Abstract

Hospitals have a responsibility to link human health and the environment, but food waste in hospitals has traditionally been much higher than in other areas of food supply. The cause of this situation has many negative impacts on health, economy, society, and environment. As a result, food waste has become a topic of discussion in hospital food departments. Part of this problem is plate waste, the served food that remains uneaten by patients. Given the magnitude of the food problem, this systematic review is aimed to identify the most common measures used to reduce plate waste in hospitals. PubMed, Scopus, and Google Scholar databases were comprehensively searched to identify food waste studies worldwide using related search terms. Many approaches have been recommended to increase patient food intake and minimise plate waste in hospitals. Up to date, the four most common include flexible portion sizes, increased food choices through selective menus, additional nutritional support and a better ordering and delivery system.
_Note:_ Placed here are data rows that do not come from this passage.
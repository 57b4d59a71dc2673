//! Person state threaded through the tracking pipeline
//!
//! Nothing here is persisted by this crate. The caller loads a [`Person`],
//! passes it through calculation, streak and achievement updates, and saves
//! whatever comes back.

use chrono::{DateTime, NaiveDate, Utc};
use serde::{Deserialize, Serialize};
use uuid::Uuid;

use crate::achievements::{BadgeCategory, BadgeDefinition};
use crate::factors::LocationKey;
use crate::record::EmissionRecord;
use crate::streak::Streak;

/// Progress value stored on every awarded badge
pub const BADGE_COMPLETE: u8 = 100;

/// Running emission statistics
#[derive(Debug, Clone, PartialEq, Serialize, Deserialize, Default)]
pub struct PersonStats {
    /// Sum of unrounded daily totals, kg CO2
    pub total_emissions: f64,
    pub days_tracked: u32,
    pub average_daily: f64,
    /// Lowest single-day total seen
    pub best_day: Option<f64>,
    /// Highest single-day total seen
    pub worst_day: Option<f64>,
}

impl PersonStats {
    /// Fold one new record into the stats
    pub fn apply_record(&mut self, record: &EmissionRecord) {
        self.total_emissions += record.raw_total();
        self.days_tracked += 1;
        self.average_daily = self.total_emissions / self.days_tracked as f64;

        let day_total = record.total();
        self.best_day = Some(self.best_day.map_or(day_total, |best| best.min(day_total)));
        self.worst_day = Some(self.worst_day.map_or(day_total, |worst| worst.max(day_total)));
    }

    /// Undo a deleted record's contribution.
    ///
    /// Best and worst days are kept; recomputing them needs the full history.
    pub fn revert_record(&mut self, record: &EmissionRecord) {
        self.days_tracked = self.days_tracked.saturating_sub(1);
        if self.days_tracked == 0 {
            self.total_emissions = 0.0;
            self.average_daily = 0.0;
            return;
        }
        self.total_emissions = (self.total_emissions - record.raw_total()).max(0.0);
        self.average_daily = self.total_emissions / self.days_tracked as f64;
    }
}

/// Counters owned by the social feed
#[derive(Debug, Clone, Copy, PartialEq, Eq, Serialize, Deserialize, Default)]
#[serde(default)]
pub struct SocialStats {
    pub posts_count: u32,
    pub likes_received: u32,
    pub followers: u32,
    pub following: u32,
}

/// A badge a person holds
#[derive(Debug, Clone, PartialEq, Serialize, Deserialize)]
pub struct EarnedBadge {
    pub id: String,
    pub title: String,
    pub category: BadgeCategory,
    pub earned_at: DateTime<Utc>,
    pub progress: u8,
}

impl EarnedBadge {
    /// A completed award of `definition` at `earned_at`
    pub fn award(definition: &BadgeDefinition, earned_at: DateTime<Utc>) -> Self {
        Self {
            id: definition.id.clone(),
            title: definition.title.clone(),
            category: definition.category,
            earned_at,
            progress: BADGE_COMPLETE,
        }
    }
}

/// A daily emissions target the person set for themselves
#[derive(Debug, Clone, PartialEq, Serialize, Deserialize)]
pub struct Goal {
    pub title: String,
    /// Target daily emissions, kg CO2
    pub target: f64,
    #[serde(default)]
    pub unit: String,
    #[serde(default, skip_serializing_if = "Option::is_none")]
    pub deadline: Option<NaiveDate>,
    #[serde(default)]
    pub achieved: bool,
}

impl Goal {
    pub fn new(title: impl Into<String>, target: f64) -> Self {
        Self {
            title: title.into(),
            target,
            unit: "kg".to_string(),
            deadline: None,
            achieved: false,
        }
    }
}

/// Everything the engine reads and updates for one person
#[derive(Debug, Clone, PartialEq, Serialize, Deserialize)]
pub struct Person {
    pub id: Uuid,
    pub location: LocationKey,
    #[serde(default)]
    pub stats: PersonStats,
    #[serde(default)]
    pub streak: Streak,
    #[serde(default)]
    pub social: SocialStats,
    #[serde(default)]
    pub badges: Vec<EarnedBadge>,
    #[serde(default)]
    pub goals: Vec<Goal>,
}

impl Person {
    pub fn new(location: LocationKey) -> Self {
        Self {
            id: Uuid::new_v4(),
            location,
            stats: PersonStats::default(),
            streak: Streak::default(),
            social: SocialStats::default(),
            badges: Vec::new(),
            goals: Vec::new(),
        }
    }

    pub fn has_badge(&self, badge_id: &str) -> bool {
        self.badges.iter().any(|b| b.id == badge_id)
    }

    /// Append a badge unless one with the same id is already held.
    ///
    /// Returns whether the badge was added.
    pub fn award(&mut self, badge: EarnedBadge) -> bool {
        if self.has_badge(&badge.id) {
            return false;
        }
        self.badges.push(badge);
        true
    }

    pub fn earned(&self, badge_id: &str) -> Option<&EarnedBadge> {
        self.badges.iter().find(|b| b.id == badge_id)
    }
}

#[cfg(test)]
mod tests {
    use super::*;
    use crate::activity::ActivityReport;
    use crate::record::CategoryEmissions;
    use chrono::NaiveDate;
    use fake::Fake;
    use proptest::prelude::*;

    fn record(total: f64) -> EmissionRecord {
        let date = NaiveDate::from_ymd_opt(2024, 6, 1).unwrap();
        let emissions = CategoryEmissions {
            transport: total,
            ..CategoryEmissions::default()
        };
        EmissionRecord::new(date, ActivityReport::new(date), emissions, None)
    }

    // =========================================================================
    // Stats
    // =========================================================================

    #[test]
    fn test_first_record_sets_best_and_worst() {
        let mut stats = PersonStats::default();
        assert_eq!(stats.best_day, None);

        stats.apply_record(&record(4.0));
        assert_eq!(stats.days_tracked, 1);
        assert_eq!(stats.average_daily, 4.0);
        assert_eq!(stats.best_day, Some(4.0));
        assert_eq!(stats.worst_day, Some(4.0));
    }

    #[test]
    fn test_stats_accumulate() {
        let mut stats = PersonStats::default();
        for total in [4.0, 1.5, 9.0] {
            stats.apply_record(&record(total));
        }
        assert_eq!(stats.total_emissions, 14.5);
        assert_eq!(stats.days_tracked, 3);
        assert!((stats.average_daily - 14.5 / 3.0).abs() < 1e-9);
        assert_eq!(stats.best_day, Some(1.5));
        assert_eq!(stats.worst_day, Some(9.0));
    }

    #[test]
    fn test_zero_emission_day_is_best() {
        let mut stats = PersonStats::default();
        stats.apply_record(&record(3.0));
        stats.apply_record(&record(0.0));
        assert_eq!(stats.best_day, Some(0.0));
    }

    #[test]
    fn test_revert_record() {
        let mut stats = PersonStats::default();
        let a = record(4.0);
        let b = record(6.0);
        stats.apply_record(&a);
        stats.apply_record(&b);

        stats.revert_record(&b);
        assert_eq!(stats.days_tracked, 1);
        assert_eq!(stats.total_emissions, 4.0);
        assert_eq!(stats.average_daily, 4.0);
        assert_eq!(stats.worst_day, Some(6.0));

        stats.revert_record(&a);
        assert_eq!(stats.days_tracked, 0);
        assert_eq!(stats.average_daily, 0.0);
    }

    #[test]
    fn test_revert_on_empty_stats_saturates() {
        let mut stats = PersonStats::default();
        stats.revert_record(&record(2.0));
        assert_eq!(stats.days_tracked, 0);
        assert_eq!(stats.total_emissions, 0.0);
    }

    // =========================================================================
    // Badges
    // =========================================================================

    fn badge(id: &str) -> EarnedBadge {
        EarnedBadge {
            id: id.to_string(),
            title: "Test".to_string(),
            category: BadgeCategory::Special,
            earned_at: Utc::now(),
            progress: BADGE_COMPLETE,
        }
    }

    #[test]
    fn test_award_at_most_once() {
        let mut person = Person::new(LocationKey::country("Japan"));
        assert!(person.award(badge("first_track")));
        assert!(!person.award(badge("first_track")));
        assert_eq!(person.badges.len(), 1);
        assert!(person.has_badge("first_track"));
        assert!(person.earned("green_week").is_none());
    }

    #[test]
    fn test_person_from_minimal_json() {
        let json = r#"{
            "id": "8f0e6c43-2c6c-4f0b-9d55-3c1f5a0f1e2a",
            "location": {"country": "India", "city": "Pune"}
        }"#;
        let person: Person = serde_json::from_str(json).unwrap();
        assert_eq!(person.location.city.as_deref(), Some("Pune"));
        assert_eq!(person.streak, Streak::default());
        assert!(person.badges.is_empty());
        assert!(person.goals.is_empty());
    }

    #[test]
    fn test_goal_defaults() {
        let json = r#"{
            "id": "8f0e6c43-2c6c-4f0b-9d55-3c1f5a0f1e2a",
            "location": {"country": "Germany"},
            "goals": [{"title": "Under five", "target": 5, "deadline": "2024-12-31"}]
        }"#;
        let person: Person = serde_json::from_str(json).unwrap();
        let goal = &person.goals[0];
        assert_eq!(goal.target, 5.0);
        assert_eq!(goal.unit, "");
        assert_eq!(goal.deadline, NaiveDate::from_ymd_opt(2024, 12, 31));
        assert!(!goal.achieved);
    }

    proptest! {
        #![proptest_config(ProptestConfig::with_cases(100))]

        /// Property: best <= average <= worst after any sequence of records
        #[test]
        fn prop_average_between_best_and_worst(
            totals in prop::collection::vec(0.0f64..50.0, 1..30),
        ) {
            let mut stats = PersonStats::default();
            for total in &totals {
                stats.apply_record(&record((*total * 100.0).round() / 100.0));
            }
            let best = stats.best_day.unwrap();
            let worst = stats.worst_day.unwrap();
            prop_assert!(best <= stats.average_daily + 1e-9);
            prop_assert!(stats.average_daily <= worst + 1e-9);
            prop_assert_eq!(stats.days_tracked as usize, totals.len());
        }
    }

    #[test]
    fn test_apply_then_revert_restores_totals() {
        for _ in 0..20 {
            let mut stats = PersonStats::default();
            stats.apply_record(&record(5.0));
            let before = stats.clone();
            let extra = record((0.0..40.0).fake::<f64>());
            stats.apply_record(&extra);
            stats.revert_record(&extra);
            assert_eq!(stats.days_tracked, before.days_tracked);
            assert!((stats.total_emissions - before.total_emissions).abs() < 1e-9);
        }
    }
}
Among them, the most used and effective are flexible portion sizes which may increase the ability of patients choosing their menus and upgrade ordering and delivery system by electronic format. In most studies, plate waste covers the most significant percentage of food waste produced in hospitals, while more than one approach is recommended to minimise it. In this aspect, further well-design, multicenter, clinical studies are strongly required to highlight and establish novel and effective approaches for improving food waste management in hospitals by reducing plate waste.